* _TASK DESCRIPTION_
Search the records for the string "ConfigError", and show each line where it appears.

* _RECORD EXCERPTS_
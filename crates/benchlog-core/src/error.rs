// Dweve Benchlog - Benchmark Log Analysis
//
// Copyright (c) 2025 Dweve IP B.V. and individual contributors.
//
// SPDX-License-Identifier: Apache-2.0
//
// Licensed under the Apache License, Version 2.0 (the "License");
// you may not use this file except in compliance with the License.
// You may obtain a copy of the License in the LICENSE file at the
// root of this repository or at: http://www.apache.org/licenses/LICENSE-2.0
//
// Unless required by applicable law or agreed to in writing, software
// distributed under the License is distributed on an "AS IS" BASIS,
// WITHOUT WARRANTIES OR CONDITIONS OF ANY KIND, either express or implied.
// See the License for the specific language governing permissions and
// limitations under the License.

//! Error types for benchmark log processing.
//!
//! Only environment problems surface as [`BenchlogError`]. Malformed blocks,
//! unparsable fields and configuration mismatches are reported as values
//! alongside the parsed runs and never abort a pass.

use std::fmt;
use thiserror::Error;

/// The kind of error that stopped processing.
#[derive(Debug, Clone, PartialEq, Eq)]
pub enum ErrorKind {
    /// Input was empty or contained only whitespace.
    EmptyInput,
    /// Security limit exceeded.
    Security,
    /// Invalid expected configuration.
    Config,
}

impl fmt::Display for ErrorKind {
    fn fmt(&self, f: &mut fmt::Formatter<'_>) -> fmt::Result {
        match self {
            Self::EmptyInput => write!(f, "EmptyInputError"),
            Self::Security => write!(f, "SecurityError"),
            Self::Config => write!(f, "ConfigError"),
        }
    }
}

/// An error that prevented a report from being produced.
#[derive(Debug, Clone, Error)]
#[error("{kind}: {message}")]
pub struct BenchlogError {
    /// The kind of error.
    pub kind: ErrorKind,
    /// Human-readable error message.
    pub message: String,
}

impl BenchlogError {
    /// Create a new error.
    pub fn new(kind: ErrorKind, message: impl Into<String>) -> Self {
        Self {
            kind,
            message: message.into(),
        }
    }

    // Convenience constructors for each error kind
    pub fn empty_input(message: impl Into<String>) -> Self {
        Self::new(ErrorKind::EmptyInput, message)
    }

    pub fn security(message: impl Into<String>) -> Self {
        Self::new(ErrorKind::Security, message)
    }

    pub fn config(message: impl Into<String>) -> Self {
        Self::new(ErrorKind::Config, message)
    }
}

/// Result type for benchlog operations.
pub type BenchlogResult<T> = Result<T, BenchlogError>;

---

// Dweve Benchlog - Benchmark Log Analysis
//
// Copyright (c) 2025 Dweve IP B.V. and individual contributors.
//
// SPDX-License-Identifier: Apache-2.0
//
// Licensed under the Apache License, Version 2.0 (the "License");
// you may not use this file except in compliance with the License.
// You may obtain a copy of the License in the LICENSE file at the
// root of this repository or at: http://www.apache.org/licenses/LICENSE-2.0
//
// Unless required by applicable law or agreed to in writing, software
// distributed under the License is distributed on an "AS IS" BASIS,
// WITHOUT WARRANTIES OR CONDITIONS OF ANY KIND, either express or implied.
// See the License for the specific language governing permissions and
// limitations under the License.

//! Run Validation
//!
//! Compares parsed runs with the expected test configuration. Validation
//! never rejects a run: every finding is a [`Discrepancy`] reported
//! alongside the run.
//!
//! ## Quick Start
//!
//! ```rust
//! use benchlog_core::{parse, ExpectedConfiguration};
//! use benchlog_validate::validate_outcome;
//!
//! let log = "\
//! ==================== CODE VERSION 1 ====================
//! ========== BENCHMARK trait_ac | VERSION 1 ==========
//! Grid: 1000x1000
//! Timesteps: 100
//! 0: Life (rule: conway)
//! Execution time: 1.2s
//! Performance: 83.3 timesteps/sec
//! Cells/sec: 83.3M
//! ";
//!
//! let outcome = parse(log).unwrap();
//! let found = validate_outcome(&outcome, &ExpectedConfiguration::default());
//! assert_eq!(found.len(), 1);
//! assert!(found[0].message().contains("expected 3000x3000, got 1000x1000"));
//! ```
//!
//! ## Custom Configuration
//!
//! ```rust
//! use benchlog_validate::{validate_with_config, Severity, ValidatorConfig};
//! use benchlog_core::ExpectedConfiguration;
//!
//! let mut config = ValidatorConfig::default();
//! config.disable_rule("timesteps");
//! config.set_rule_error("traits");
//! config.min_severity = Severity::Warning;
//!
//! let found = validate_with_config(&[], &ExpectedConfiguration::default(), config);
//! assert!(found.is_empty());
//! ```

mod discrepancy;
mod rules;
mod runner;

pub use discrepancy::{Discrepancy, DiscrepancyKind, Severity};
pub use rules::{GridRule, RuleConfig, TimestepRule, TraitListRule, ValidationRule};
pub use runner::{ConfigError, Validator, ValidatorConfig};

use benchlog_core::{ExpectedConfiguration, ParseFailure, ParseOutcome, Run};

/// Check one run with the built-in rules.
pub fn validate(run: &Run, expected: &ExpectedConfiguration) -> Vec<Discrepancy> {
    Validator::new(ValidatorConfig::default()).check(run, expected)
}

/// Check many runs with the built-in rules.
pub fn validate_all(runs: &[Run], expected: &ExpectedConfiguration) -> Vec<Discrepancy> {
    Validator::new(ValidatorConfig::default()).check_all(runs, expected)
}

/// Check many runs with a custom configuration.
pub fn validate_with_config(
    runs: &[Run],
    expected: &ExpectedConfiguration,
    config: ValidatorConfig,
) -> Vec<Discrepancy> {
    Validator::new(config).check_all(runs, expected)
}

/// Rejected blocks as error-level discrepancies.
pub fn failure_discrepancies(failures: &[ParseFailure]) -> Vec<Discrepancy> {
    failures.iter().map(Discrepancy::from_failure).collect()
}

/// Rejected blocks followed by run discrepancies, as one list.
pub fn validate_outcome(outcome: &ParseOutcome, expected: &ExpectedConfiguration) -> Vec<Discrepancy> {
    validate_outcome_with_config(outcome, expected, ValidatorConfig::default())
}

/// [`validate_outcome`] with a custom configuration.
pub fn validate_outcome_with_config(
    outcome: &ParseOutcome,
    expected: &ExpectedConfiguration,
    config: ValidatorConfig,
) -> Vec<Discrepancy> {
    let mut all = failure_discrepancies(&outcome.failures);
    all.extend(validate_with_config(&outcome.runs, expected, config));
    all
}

* _OUTPUT FOR THIS EXERCISE_
            Self::Config => write!(f, "ConfigError"),
pub use runner::{ConfigError, Validator, ValidatorConfig};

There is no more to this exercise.